What you are asked to do => Say only how many lines in the entries below contain the word "None".

(Stored data)
· · ·
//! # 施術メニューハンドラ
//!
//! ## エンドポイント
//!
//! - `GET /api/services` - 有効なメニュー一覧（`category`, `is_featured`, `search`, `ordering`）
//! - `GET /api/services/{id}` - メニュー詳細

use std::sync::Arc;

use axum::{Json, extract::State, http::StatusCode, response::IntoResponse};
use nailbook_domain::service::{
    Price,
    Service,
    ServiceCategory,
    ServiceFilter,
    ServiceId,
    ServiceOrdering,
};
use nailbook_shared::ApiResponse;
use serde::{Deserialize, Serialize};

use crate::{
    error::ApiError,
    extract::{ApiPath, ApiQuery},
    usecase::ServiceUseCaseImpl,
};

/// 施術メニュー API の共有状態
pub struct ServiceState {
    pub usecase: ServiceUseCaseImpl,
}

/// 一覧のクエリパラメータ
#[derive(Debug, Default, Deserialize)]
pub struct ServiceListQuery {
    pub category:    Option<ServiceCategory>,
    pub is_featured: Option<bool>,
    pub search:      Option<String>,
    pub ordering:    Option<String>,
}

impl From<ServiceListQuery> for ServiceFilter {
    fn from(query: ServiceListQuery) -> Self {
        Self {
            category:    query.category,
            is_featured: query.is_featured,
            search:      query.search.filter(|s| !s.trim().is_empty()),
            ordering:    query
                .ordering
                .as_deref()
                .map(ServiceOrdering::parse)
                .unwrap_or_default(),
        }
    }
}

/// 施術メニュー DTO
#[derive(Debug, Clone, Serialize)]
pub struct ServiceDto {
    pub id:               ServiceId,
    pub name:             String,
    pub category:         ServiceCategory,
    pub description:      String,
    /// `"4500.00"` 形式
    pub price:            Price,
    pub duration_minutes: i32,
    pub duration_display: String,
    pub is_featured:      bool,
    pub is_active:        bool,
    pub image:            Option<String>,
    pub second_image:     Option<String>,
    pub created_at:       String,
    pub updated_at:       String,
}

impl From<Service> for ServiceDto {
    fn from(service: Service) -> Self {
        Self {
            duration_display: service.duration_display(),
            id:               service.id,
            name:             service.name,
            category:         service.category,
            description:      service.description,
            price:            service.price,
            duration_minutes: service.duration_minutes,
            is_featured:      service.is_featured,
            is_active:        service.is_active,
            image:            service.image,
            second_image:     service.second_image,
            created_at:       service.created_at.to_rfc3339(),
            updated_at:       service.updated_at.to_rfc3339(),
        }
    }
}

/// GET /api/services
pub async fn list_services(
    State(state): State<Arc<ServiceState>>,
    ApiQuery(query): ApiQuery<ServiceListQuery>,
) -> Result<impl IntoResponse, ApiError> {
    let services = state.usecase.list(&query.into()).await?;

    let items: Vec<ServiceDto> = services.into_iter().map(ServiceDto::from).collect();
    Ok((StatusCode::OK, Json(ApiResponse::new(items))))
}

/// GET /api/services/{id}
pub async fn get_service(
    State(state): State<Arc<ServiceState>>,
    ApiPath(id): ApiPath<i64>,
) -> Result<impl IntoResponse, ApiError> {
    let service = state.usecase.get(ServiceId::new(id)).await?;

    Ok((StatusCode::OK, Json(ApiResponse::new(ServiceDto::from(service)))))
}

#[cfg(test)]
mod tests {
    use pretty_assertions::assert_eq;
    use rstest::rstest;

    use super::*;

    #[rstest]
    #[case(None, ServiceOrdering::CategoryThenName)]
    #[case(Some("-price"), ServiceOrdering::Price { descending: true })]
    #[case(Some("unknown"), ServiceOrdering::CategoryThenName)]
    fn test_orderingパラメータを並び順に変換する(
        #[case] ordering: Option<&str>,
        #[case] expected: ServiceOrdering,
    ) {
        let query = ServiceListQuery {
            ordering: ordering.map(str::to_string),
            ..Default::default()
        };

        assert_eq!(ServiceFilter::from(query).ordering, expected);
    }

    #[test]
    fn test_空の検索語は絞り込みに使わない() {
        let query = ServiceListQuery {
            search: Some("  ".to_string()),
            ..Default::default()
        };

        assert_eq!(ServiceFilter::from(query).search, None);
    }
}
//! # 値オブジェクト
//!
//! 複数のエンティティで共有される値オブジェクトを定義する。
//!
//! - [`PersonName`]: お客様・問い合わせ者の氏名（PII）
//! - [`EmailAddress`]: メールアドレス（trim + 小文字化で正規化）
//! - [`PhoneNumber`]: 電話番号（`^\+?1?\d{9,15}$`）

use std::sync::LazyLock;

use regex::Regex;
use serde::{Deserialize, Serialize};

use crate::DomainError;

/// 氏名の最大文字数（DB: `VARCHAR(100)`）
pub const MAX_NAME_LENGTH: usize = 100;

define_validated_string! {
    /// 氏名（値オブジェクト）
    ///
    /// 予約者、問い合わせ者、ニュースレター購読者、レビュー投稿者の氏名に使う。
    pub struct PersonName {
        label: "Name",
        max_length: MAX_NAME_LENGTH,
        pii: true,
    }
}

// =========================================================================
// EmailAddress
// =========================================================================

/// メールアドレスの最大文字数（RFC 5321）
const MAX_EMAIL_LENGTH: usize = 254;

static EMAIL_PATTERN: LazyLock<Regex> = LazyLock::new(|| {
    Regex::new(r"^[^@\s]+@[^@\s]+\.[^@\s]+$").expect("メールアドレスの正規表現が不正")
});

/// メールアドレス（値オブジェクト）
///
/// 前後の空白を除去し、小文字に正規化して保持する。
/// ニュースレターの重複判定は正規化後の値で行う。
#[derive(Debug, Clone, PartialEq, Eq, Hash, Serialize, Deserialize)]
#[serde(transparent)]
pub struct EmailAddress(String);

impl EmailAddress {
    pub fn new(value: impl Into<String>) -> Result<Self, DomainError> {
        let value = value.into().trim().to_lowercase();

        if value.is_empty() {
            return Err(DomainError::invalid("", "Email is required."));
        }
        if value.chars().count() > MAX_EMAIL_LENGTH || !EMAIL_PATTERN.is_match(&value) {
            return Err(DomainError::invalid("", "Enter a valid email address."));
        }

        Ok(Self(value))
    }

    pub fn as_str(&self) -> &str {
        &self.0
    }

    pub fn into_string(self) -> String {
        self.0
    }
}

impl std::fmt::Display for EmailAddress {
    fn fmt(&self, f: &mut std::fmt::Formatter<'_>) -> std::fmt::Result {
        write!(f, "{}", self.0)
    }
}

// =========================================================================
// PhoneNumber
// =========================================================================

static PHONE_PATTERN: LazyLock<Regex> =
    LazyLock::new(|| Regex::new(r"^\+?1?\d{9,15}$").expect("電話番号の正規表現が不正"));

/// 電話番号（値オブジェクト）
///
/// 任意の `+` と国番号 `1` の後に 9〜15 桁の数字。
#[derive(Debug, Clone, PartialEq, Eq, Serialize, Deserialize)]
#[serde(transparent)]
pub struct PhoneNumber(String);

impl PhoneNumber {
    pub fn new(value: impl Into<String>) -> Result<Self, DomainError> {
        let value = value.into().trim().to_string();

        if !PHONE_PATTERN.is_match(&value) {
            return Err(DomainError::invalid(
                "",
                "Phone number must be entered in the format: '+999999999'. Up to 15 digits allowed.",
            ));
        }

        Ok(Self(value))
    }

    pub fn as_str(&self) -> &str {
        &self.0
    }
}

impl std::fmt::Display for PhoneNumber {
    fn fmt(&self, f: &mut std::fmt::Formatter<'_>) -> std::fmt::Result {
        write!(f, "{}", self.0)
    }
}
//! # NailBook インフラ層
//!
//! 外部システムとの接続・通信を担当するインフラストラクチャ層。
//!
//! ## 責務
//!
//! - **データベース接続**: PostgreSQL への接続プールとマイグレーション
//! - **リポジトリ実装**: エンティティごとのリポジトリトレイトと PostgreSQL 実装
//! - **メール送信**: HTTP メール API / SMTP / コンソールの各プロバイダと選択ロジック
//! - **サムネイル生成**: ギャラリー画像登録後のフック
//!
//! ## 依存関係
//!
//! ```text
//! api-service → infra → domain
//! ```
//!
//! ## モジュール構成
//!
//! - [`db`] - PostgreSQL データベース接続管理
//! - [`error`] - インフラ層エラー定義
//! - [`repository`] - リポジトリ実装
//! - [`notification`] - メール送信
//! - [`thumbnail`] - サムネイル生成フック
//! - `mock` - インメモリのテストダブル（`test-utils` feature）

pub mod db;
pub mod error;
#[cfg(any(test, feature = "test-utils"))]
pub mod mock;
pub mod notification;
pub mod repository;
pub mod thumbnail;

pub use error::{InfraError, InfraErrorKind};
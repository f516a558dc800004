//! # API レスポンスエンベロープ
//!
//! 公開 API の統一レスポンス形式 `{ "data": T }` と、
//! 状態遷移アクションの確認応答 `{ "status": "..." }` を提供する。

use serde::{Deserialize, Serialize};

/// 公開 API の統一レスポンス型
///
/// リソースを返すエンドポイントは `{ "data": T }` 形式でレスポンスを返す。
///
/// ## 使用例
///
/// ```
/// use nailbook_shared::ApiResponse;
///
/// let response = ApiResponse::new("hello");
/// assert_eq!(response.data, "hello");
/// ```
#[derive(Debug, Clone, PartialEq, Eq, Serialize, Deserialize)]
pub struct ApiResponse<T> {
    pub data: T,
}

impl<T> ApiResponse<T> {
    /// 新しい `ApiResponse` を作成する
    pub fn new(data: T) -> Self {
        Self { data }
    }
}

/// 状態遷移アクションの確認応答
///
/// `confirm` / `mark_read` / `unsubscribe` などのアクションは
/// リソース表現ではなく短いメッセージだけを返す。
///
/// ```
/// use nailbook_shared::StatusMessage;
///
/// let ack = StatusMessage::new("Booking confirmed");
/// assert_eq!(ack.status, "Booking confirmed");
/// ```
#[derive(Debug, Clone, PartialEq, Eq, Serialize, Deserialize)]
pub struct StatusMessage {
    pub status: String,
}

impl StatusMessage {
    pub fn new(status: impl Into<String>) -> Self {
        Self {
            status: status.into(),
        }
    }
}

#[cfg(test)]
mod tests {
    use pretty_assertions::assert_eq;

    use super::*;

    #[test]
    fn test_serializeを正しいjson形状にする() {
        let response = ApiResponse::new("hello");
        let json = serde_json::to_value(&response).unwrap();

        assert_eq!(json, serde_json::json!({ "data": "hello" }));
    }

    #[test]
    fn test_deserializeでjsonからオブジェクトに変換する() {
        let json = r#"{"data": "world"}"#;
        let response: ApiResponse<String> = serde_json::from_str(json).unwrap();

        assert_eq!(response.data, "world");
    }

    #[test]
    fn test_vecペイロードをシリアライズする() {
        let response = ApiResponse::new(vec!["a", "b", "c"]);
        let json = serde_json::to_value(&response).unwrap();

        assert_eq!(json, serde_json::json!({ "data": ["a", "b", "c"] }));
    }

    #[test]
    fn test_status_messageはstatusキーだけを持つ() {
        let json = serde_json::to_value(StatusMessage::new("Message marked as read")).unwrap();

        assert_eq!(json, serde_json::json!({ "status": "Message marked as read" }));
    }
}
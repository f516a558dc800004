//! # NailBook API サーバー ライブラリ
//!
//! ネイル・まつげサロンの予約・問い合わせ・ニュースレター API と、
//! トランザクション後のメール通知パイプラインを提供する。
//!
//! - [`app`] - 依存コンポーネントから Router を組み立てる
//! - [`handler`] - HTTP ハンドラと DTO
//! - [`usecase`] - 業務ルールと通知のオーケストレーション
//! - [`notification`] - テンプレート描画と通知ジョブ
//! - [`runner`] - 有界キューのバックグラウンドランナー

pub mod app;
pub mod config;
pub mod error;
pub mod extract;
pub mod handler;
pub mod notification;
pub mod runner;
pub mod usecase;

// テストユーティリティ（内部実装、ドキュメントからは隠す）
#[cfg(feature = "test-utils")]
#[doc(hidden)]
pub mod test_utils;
· · ·
Reply to the task => 2